### Aim of the task
Check each line of the data below for the word "Alice". How many lines have it? Answer with the number alone.

### Task data

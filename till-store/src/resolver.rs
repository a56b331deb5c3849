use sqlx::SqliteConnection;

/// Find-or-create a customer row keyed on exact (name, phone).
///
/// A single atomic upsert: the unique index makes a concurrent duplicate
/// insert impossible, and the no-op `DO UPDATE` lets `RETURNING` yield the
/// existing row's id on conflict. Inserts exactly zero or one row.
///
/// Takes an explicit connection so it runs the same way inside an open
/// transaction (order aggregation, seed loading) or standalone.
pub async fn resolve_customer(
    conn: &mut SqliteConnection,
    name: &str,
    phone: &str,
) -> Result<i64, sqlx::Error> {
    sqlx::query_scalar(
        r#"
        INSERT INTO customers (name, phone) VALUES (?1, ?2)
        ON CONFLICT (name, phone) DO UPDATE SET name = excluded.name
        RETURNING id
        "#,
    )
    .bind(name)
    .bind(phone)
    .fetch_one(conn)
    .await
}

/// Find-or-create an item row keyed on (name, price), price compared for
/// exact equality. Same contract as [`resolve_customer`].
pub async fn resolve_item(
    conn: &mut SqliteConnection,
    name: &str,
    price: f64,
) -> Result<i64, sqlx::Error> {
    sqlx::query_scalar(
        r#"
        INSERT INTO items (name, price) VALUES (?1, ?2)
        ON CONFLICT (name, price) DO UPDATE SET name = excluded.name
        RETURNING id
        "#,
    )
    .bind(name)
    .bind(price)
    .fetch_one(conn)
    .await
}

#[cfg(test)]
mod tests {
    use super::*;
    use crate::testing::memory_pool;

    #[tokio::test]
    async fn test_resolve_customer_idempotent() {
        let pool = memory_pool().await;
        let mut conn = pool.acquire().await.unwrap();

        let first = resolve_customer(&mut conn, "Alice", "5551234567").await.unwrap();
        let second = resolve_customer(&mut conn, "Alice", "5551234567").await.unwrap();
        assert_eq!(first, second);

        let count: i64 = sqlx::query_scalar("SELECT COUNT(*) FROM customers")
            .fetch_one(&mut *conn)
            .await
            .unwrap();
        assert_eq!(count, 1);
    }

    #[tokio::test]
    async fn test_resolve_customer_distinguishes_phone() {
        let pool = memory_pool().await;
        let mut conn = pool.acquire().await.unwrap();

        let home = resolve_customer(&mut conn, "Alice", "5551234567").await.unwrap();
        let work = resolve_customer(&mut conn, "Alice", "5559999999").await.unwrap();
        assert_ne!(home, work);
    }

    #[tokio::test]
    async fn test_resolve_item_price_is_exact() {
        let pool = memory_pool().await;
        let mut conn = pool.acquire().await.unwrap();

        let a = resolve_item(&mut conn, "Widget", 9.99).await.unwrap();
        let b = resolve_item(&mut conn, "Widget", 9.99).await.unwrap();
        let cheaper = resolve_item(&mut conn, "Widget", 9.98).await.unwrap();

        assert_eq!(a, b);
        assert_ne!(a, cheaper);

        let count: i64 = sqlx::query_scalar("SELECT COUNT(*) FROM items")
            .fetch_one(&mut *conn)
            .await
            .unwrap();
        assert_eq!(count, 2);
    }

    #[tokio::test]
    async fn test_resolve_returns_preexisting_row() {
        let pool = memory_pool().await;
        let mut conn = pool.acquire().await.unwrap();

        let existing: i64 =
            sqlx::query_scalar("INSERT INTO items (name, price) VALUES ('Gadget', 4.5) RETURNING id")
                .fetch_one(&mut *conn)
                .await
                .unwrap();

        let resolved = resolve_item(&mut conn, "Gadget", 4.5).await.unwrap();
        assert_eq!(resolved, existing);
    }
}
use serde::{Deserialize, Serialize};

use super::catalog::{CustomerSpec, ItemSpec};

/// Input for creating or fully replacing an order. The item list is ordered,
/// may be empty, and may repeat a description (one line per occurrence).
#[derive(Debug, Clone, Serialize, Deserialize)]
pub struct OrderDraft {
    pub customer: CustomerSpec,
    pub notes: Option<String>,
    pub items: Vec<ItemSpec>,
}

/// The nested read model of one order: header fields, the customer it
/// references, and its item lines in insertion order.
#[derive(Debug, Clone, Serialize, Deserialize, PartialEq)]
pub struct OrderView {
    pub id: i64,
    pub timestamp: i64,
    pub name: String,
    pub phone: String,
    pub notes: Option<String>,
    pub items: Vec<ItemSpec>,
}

---

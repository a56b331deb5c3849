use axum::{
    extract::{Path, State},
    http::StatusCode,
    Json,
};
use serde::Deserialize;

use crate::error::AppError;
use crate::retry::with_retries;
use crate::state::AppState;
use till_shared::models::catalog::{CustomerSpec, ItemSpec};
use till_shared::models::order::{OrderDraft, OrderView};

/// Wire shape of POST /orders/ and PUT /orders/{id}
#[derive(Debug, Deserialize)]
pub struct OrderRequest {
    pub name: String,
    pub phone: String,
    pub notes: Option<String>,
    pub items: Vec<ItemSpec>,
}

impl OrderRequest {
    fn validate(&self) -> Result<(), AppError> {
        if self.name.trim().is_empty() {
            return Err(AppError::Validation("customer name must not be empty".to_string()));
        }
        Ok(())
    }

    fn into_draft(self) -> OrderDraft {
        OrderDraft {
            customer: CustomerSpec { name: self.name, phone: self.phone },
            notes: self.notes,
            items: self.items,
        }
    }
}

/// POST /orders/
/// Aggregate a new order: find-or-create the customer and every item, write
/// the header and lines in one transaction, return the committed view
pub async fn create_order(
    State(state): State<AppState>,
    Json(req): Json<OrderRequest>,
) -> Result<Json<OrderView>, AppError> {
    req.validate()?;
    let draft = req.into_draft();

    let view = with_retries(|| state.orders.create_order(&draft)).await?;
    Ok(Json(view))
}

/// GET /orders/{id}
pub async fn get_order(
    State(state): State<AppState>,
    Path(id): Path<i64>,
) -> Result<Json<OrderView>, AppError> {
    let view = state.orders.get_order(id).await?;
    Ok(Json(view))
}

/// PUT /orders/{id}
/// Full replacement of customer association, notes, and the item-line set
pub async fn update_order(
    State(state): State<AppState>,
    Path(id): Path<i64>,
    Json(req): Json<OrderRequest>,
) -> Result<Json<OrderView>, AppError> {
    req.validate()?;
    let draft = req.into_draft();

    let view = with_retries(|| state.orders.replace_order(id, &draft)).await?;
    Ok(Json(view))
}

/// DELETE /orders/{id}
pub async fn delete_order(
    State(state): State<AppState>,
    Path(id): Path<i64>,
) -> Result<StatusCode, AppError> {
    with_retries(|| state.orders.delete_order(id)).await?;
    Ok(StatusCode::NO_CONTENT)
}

### Exercise solution
4